__Work order__
Across the data below, how many lines hold "rest"? Answer with that number and nothing else.

**** Listed records ****

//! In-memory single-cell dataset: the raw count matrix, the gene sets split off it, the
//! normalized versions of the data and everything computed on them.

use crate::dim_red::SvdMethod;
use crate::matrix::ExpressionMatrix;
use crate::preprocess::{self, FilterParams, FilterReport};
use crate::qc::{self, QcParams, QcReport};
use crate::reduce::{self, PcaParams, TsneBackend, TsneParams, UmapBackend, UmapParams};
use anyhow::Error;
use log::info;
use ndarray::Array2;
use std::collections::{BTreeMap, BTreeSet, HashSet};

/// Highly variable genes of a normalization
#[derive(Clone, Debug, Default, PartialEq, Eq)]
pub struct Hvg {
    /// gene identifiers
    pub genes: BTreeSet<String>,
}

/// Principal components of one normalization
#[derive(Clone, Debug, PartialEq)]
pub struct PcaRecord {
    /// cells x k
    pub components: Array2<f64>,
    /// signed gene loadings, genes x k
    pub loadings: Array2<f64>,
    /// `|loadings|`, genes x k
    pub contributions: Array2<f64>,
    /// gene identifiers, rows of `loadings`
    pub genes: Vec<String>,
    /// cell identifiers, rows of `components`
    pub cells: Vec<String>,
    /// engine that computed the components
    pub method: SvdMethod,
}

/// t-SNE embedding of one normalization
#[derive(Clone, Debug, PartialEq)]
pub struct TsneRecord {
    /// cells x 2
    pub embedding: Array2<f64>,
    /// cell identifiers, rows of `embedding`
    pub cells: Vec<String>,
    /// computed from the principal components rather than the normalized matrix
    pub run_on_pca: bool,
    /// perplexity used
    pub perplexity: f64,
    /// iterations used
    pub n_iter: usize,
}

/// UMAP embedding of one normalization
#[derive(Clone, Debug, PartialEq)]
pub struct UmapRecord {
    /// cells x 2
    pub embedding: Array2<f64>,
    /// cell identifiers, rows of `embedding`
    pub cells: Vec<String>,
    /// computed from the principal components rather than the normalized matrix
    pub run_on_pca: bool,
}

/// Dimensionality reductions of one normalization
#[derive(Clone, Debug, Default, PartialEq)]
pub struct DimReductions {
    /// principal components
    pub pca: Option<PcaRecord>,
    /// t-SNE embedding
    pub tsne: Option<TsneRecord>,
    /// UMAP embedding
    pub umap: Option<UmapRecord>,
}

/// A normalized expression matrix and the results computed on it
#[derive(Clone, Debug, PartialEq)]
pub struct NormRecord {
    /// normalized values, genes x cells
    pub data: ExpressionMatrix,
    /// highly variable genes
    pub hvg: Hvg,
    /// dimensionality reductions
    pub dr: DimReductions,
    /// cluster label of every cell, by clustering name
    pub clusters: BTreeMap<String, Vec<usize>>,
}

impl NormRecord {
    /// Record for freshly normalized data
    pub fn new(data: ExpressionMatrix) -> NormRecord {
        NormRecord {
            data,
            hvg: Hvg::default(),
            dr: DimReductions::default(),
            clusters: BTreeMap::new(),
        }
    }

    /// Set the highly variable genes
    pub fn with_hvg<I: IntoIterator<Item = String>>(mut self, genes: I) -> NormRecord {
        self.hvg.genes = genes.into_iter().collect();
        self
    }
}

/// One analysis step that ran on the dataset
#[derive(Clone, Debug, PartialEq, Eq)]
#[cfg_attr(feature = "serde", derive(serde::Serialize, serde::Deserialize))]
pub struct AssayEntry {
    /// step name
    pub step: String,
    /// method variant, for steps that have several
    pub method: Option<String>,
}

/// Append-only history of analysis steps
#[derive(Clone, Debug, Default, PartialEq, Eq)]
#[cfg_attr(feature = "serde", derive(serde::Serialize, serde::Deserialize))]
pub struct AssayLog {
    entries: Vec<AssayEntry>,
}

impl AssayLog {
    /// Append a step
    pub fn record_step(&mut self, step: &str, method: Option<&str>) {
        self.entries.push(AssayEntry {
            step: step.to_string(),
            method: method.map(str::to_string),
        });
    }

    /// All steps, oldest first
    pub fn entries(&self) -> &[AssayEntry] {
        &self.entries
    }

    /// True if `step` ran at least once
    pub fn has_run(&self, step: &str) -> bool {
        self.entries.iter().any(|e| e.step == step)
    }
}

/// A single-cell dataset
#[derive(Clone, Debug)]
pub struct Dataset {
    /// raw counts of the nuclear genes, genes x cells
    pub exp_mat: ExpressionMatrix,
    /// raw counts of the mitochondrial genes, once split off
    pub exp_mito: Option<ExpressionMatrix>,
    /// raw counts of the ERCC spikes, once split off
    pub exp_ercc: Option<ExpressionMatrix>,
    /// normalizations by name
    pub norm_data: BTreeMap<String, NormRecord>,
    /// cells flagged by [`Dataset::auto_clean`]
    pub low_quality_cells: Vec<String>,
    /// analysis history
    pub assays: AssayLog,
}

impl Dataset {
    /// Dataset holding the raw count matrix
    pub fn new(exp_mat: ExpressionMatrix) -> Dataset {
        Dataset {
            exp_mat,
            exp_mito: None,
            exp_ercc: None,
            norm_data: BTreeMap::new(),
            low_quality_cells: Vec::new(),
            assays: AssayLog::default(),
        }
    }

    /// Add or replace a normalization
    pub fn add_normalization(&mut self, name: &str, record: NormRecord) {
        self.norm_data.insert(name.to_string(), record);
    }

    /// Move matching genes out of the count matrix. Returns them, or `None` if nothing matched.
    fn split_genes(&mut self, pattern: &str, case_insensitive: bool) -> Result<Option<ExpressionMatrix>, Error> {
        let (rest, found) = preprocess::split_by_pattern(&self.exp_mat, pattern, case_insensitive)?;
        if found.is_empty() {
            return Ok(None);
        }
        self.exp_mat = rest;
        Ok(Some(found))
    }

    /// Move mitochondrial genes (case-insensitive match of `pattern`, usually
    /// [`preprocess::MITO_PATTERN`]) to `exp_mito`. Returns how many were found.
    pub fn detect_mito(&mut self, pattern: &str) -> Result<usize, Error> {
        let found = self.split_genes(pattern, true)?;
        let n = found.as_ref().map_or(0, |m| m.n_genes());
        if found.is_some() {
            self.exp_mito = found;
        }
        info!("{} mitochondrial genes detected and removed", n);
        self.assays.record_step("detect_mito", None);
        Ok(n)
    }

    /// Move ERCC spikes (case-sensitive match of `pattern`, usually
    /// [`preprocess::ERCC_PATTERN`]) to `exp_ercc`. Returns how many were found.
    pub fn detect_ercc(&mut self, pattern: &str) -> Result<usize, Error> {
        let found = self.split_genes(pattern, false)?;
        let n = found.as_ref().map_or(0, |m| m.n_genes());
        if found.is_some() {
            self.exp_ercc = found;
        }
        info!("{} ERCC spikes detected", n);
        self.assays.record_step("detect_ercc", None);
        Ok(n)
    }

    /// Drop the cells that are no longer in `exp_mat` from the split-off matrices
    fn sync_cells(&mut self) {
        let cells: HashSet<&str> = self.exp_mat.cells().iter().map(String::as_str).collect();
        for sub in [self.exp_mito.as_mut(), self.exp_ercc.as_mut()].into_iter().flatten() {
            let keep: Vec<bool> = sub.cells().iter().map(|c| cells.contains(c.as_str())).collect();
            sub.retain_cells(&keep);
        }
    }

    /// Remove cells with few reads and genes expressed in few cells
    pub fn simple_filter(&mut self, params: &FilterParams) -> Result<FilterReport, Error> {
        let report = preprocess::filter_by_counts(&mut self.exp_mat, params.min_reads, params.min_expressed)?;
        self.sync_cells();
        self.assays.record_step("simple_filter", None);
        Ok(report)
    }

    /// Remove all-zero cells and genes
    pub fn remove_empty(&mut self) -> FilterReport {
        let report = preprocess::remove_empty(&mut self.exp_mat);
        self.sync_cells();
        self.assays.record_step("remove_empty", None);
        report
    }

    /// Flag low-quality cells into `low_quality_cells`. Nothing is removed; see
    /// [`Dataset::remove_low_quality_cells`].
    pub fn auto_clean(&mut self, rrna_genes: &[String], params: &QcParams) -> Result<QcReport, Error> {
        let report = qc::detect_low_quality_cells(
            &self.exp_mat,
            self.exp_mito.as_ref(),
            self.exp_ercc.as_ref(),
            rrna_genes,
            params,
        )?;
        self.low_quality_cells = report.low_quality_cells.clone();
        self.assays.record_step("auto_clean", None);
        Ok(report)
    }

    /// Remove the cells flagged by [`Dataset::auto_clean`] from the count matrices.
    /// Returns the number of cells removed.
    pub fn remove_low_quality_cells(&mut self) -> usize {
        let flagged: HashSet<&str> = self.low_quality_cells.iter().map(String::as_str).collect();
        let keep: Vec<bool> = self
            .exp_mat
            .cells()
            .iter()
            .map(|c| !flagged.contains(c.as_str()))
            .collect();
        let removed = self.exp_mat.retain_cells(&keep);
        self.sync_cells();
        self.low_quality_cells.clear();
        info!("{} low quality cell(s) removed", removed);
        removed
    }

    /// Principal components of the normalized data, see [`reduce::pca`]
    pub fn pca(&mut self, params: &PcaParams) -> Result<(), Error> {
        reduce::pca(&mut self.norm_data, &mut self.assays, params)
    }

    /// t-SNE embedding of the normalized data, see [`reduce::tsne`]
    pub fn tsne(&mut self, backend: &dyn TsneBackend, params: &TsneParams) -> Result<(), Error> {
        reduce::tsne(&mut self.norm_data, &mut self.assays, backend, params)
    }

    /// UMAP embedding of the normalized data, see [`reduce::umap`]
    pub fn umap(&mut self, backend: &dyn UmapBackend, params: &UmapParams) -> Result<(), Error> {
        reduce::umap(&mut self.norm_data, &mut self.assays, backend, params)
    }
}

****

__Final answer__
2